As you all know, this weekend was the RIE Conference, and I was completely consumed Friday and Saturday…and you know what? I loved it!

I had forgotten the rush of organizing and running an event like that! I thrive on details and organization, and oh my, there was a lot of it. I also thrive on bringing this work and this knowledge to new people and to people who love to go deeper with the work, and that’s what that Conference was all about! And lastly, I love learning and going deeper, even with something I think I understand.

I wasn’t always like this. Between being a bit of a Type A personality and being a cog in the wheel of classic American schooling, I was your typical ‘good student,’ meaning all I wanted to do was to get it ‘right.’

I tell people that I was that kid that loved worksheets! Tell me what to do at the top of the page, and if I do it, I’ll get an A? Yes, please. Teach to the test? Thank you, yes.

I thank RIE for saving me from that…for teaching me, as our Keynote speaker, ​Dr. Claudia Gold​, told us…to resist certainty. Indeed, I took three pages of notes during Dr. Gold’s presentation on Saturday, and there were tears in my eyes as she gave language to what I try to do in each class. She calls it “listening in.”

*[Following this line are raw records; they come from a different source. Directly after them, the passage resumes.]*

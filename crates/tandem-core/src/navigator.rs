//! Cursor over change blocks

use crate::block::{segment, Block};
use crate::line::DiffLine;
use serde::{Deserialize, Serialize};

/// Jump target for block navigation
#[derive(Debug, Clone, Copy, PartialEq, Eq, Serialize, Deserialize)]
pub enum Direction {
    First,
    Prev,
    Next,
    Last,
}

/// Stateful cursor over the change blocks of one line sequence.
///
/// The cursor is only moved by [`goto`](Self::goto) and the caret/viewport
/// resync methods. Every move bumps [`revision`](Self::revision) so the host
/// knows to redraw the indicator.
#[derive(Debug, Clone, Default)]
pub struct BlockNavigator {
    blocks: Vec<Block>,
    current: Option<usize>,
    revision: u64,
}

impl BlockNavigator {
    /// Build blocks over `lines` and seed the cursor with block index `cur`,
    /// clamped to the last block
    pub fn new(lines: &[DiffLine], cur: Option<usize>) -> Self {
        let blocks = segment(lines);
        let current = if lines.is_empty() {
            None
        } else {
            match (blocks.len().checked_sub(1), cur) {
                (Some(last), Some(cur)) => Some(cur.min(last)),
                _ => None,
            }
        };
        tracing::debug!(blocks = blocks.len(), ?current, "block navigator built");
        Self {
            blocks,
            current,
            revision: 0,
        }
    }

    pub fn blocks(&self) -> &[Block] {
        &self.blocks
    }

    pub fn current_index(&self) -> Option<usize> {
        self.current
    }

    pub fn current_block(&self) -> Option<Block> {
        self.current.and_then(|idx| self.blocks.get(idx).copied())
    }

    /// Counter bumped whenever the indicator may have changed
    pub fn revision(&self) -> u64 {
        self.revision
    }

    /// "N/M" label for the block widget
    pub fn indicator(&self) -> String {
        if self.blocks.is_empty() {
            return "-/-".to_string();
        }
        match self.current_block_index_in_range() {
            Some(idx) => format!("{}/{}", idx + 1, self.blocks.len()),
            None => format!("-/{}", self.blocks.len()),
        }
    }

    pub fn goto(&mut self, direction: Direction) -> Option<Block> {
        let last = self.blocks.len().checked_sub(1)?;

        let target = match direction {
            Direction::First => 0,
            Direction::Prev => self.current.map_or(0, |cur| cur.saturating_sub(1)),
            Direction::Next => self.current.map_or(0, |cur| (cur + 1).min(last)),
            Direction::Last => last,
        };
        self.current = Some(target);
        tracing::trace!(?direction, current = target, "goto block");

        self.notify();
        self.blocks.get(target).copied()
    }

    pub fn goto_first(&mut self) -> Option<Block> {
        self.goto(Direction::First)
    }

    pub fn goto_prev(&mut self) -> Option<Block> {
        self.goto(Direction::Prev)
    }

    pub fn goto_next(&mut self) -> Option<Block> {
        self.goto(Direction::Next)
    }

    pub fn goto_last(&mut self) -> Option<Block> {
        self.goto(Direction::Last)
    }

    /// Resync the cursor from a 1-based caret line.
    ///
    /// Selects the block containing `caret_line`, else the last block that
    /// starts before it, else nothing.
    pub fn update_by_caret_position(&mut self, caret_line: usize) {
        let still_inside = self
            .current_block()
            .is_some_and(|block| block.contains(caret_line));

        if !still_inside {
            self.current = None;
            for (idx, block) in self.blocks.iter().enumerate() {
                if block.start > caret_line {
                    break;
                }
                self.current = Some(idx);
                if block.end >= caret_line {
                    break;
                }
            }
            tracing::trace!(caret_line, current = ?self.current, "caret resync");
        }

        self.notify();
    }

    /// Resync the cursor from the 1-based visible range `[start, end]`.
    ///
    /// Leaves the cursor alone while its block is on screen; otherwise moves
    /// it to the first visible block. Nothing changes if no block is visible.
    pub fn update_by_visible_range(&mut self, start: usize, end: usize) {
        if self
            .current_block()
            .is_some_and(|block| block.intersects(start, end))
        {
            return;
        }

        if let Some(idx) = self.blocks.iter().position(|b| b.intersects(start, end)) {
            self.current = Some(idx);
            self.notify();
        }
    }

    fn current_block_index_in_range(&self) -> Option<usize> {
        self.current.filter(|&idx| idx < self.blocks.len())
    }

    fn notify(&mut self) {
        self.revision = self.revision.wrapping_add(1);
    }
}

Listening in is “listening with an intentional suspension of expectations and a willingness to be surprised.” It’s such a practice, and it’s really hard to do because I know parents come to class because they want to know what to do…they’re seeking certainty! And I get that: I want it to!! But when we can replace certainty with the “humbleness of not knowing,” when we “allow ourselves to feel awkward and uneasy…to make mistakes,” we are better able to “find our way into another person’s experience.” And from there, you will find answers.

You don’t know the answer…but you’ll find your way there.

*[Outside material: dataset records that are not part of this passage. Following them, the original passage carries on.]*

//! Standardized error codes for machine-parseable output.
//!
//! Error codes follow a numeric taxonomy:
//! - 1xx: Entry errors
//! - 3xx: Config errors
//! - 4xx: Query errors
//! - 6xx: Storage errors
//! - 8xx: Validation errors
//! - 9xx: Internal errors

use serde::{Deserialize, Serialize};

/// Standardized error codes for robot mode output.
///
/// Each variant maps to a numeric code (e.g., `EntryNotFound` -> E101).
#[derive(Debug, Clone, Copy, PartialEq, Eq, Hash, Serialize, Deserialize)]
#[serde(rename_all = "SCREAMING_SNAKE_CASE")]
pub enum ErrorCode {
    // ========================================
    // Entry errors (1xx)
    // ========================================
    /// E101: No knowledge entry with the requested id
    EntryNotFound,
    /// E102: Entry failed to decode from storage or input
    EntryInvalid,

    // ========================================
    // Config errors (3xx)
    // ========================================
    /// E302: Config file has invalid syntax or values
    ConfigInvalid,
    /// E304: Required config value is missing
    ConfigMissingRequired,

    // ========================================
    // Query errors (4xx)
    // ========================================
    /// E401: Identification query carried no usable input
    QueryInvalid,

    // ========================================
    // Storage errors (6xx)
    // ========================================
    /// E601: Record store could not be opened or queried
    StoreUnavailable,
    /// E605: Serialization/deserialization failed
    SerializationError,
    /// E606: Bulk import failed
    ImportFailed,

    // ========================================
    // Validation errors (8xx)
    // ========================================
    /// E801: Entry validation rules failed
    ValidationFailed,

    // ========================================
    // Internal errors (9xx)
    // ========================================
    /// E901: Unexpected internal error
    InternalError,
    /// E906: IO operation failed
    IoError,
}

impl ErrorCode {
    /// Get the numeric error code (e.g., `EntryNotFound` -> 101).
    #[must_use]
    pub const fn numeric(&self) -> u16 {
        match self {
            Self::EntryNotFound => 101,
            Self::EntryInvalid => 102,
            Self::ConfigInvalid => 302,
            Self::ConfigMissingRequired => 304,
            Self::QueryInvalid => 401,
            Self::StoreUnavailable => 601,
            Self::SerializationError => 605,
            Self::ImportFailed => 606,
            Self::ValidationFailed => 801,
            Self::InternalError => 901,
            Self::IoError => 906,
        }
    }

    /// Get the error code as a formatted string (e.g., "E101").
    #[must_use]
    pub fn code_string(&self) -> String {
        format!("E{}", self.numeric())
    }

    /// Get the default suggestion for this error code.
    #[must_use]
    pub const fn suggestion(&self) -> &'static str {
        match self {
            Self::EntryNotFound => "Run `proclens search <keyword>` to find the entry id",
            Self::EntryInvalid => "The stored entry could not be decoded. Re-import it with `proclens import`",
            Self::ConfigInvalid => "Check TOML syntax and value types in the config file",
            Self::ConfigMissingRequired => "Set the missing value in config.toml or via its PROCLENS_* variable",
            Self::QueryInvalid => "Pass at least one of --name, --exe or --publisher",
            Self::StoreUnavailable => "Check that the database path is readable and not locked by another process",
            Self::SerializationError => "The data format may be corrupted. Check input data for validity",
            Self::ImportFailed => "Check that the import file is a JSON array of entries",
            Self::ValidationFailed => "Entries need a non-empty name and short description",
            Self::InternalError => "An unexpected error occurred. Please report this issue with full error output",
            Self::IoError => "File operation failed. Check path exists and permissions are correct",
        }
    }

    /// Check if this error is potentially recoverable by the user.
    #[must_use]
    pub const fn is_recoverable(&self) -> bool {
        match self {
            Self::EntryNotFound
            | Self::ConfigInvalid
            | Self::ConfigMissingRequired
            | Self::QueryInvalid
            | Self::StoreUnavailable
            | Self::ImportFailed
            | Self::ValidationFailed
            | Self::IoError => true,
            Self::EntryInvalid | Self::SerializationError | Self::InternalError => false,
        }
    }

    /// Get the error category name.
    #[must_use]
    pub const fn category(&self) -> &'static str {
        match self.numeric() / 100 {
            1 => "entry",
            3 => "config",
            4 => "query",
            6 => "storage",
            8 => "validation",
            9 => "internal",
            _ => "unknown",
        }
    }

    /// Iterate over all error codes.
    pub fn all() -> impl Iterator<Item = Self> {
        [
            Self::EntryNotFound,
            Self::EntryInvalid,
            Self::ConfigInvalid,
            Self::ConfigMissingRequired,
            Self::QueryInvalid,
            Self::StoreUnavailable,
            Self::SerializationError,
            Self::ImportFailed,
            Self::ValidationFailed,
            Self::InternalError,
            Self::IoError,
        ]
        .into_iter()
    }
}

impl std::fmt::Display for ErrorCode {
    fn fmt(&self, f: &mut std::fmt::Formatter<'_>) -> std::fmt::Result {
        write!(f, "{}", self.code_string())
    }
}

Think about it…in most cases, wouldn’t you rather talk with someone who’s curious about you, rather than someone who knows it all? Many years ago, I went car shopping and the first salesman I met looked at me and saw “female.” And said, “Oh, I bet you’d like a RED car, wouldn’t you, honey? I have just the car for you.” I started to reply that I didn’t care what color it was, I wanted…but before I could keep talking, he got called away. Another salesman approached. I was annoyed enough to leave, but I really DID need a car. He asked me what I wanted (stick-shift, sunroof, low miles)…he walked me to…the same red car. And I bought it. Same car. But the guy who had curiosity got the commission.

I have studied and practiced RIE for over 20 years now, but I still learn new things about this Approach and about myself. I started this article with the idea that I would talk about the “beginners mind” that RIE encourages us to have, and I think that still fits into this theme. The beginner doesn’t assert; the beginner wonders, explores, has curiosity.